Task description:
Your answer should consist solely of the lines from the first line of the data through the line with "#[async_trait]", each reproduced exactly.

──────── The input

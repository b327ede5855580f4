//! Exception filters: secondary error sink behind `on_error`.

use std::sync::Arc;

use async_trait::async_trait;
use tracing::warn;

use crate::context::OutboxEventContext;
use crate::error::ListenerError;

/// Tagged view of the invocation that produced a failure.
#[derive(Debug, Clone, Copy)]
pub enum FilterHost<'a> {
    Outbox(&'a OutboxEventContext),
}

impl<'a> FilterHost<'a> {
    pub fn as_outbox_context(&self) -> Option<&'a OutboxEventContext> {
        match self {
            FilterHost::Outbox(ctx) => Some(ctx),
        }
    }
}

/// Invoked once per listener failure, after the `on_error` middlewares.
#[async_trait]
pub trait ExceptionFilter: Send + Sync {
    async fn catch(&self, error: &ListenerError, host: FilterHost<'_>) -> anyhow::Result<()>;
}

/// Ordered filter chain. A filter's own failure is logged and the next
/// filter still runs.
#[derive(Default)]
pub struct FilterChain {
    filters: Vec<Arc<dyn ExceptionFilter>>,
}

impl FilterChain {
    pub fn new(filters: Vec<Arc<dyn ExceptionFilter>>) -> Self {
        Self { filters }
    }

    pub fn is_empty(&self) -> bool {
        self.filters.is_empty()
    }

    pub async fn dispatch(&self, error: &ListenerError, ctx: &OutboxEventContext) {
        for filter in &self.filters {
            if let Err(filter_error) = filter.catch(error, FilterHost::Outbox(ctx)).await {
                warn!(
                    event_id = ctx.event_id,
                    listener = %ctx.listener_name,
                    error = ?filter_error,
                    "exception filter failed"
                );
            }
        }
    }
}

────────────────

Task output:
repository b327ede5855580f4
//! Exception filters: secondary error sink behind `on_error`.

use std::sync::Arc;

use async_trait::async_trait;
use tracing::warn;

use crate::context::OutboxEventContext;
use crate::error::ListenerError;

/// Tagged view of the invocation that produced a failure.
#[derive(Debug, Clone, Copy)]
pub enum FilterHost<'a> {
    Outbox(&'a OutboxEventContext),
}

impl<'a> FilterHost<'a> {
    pub fn as_outbox_context(&self) -> Option<&'a OutboxEventContext> {
        match self {
            FilterHost::Outbox(ctx) => Some(ctx),
        }
    }
}

/// Invoked once per listener failure, after the `on_error` middlewares.
#[async_trait]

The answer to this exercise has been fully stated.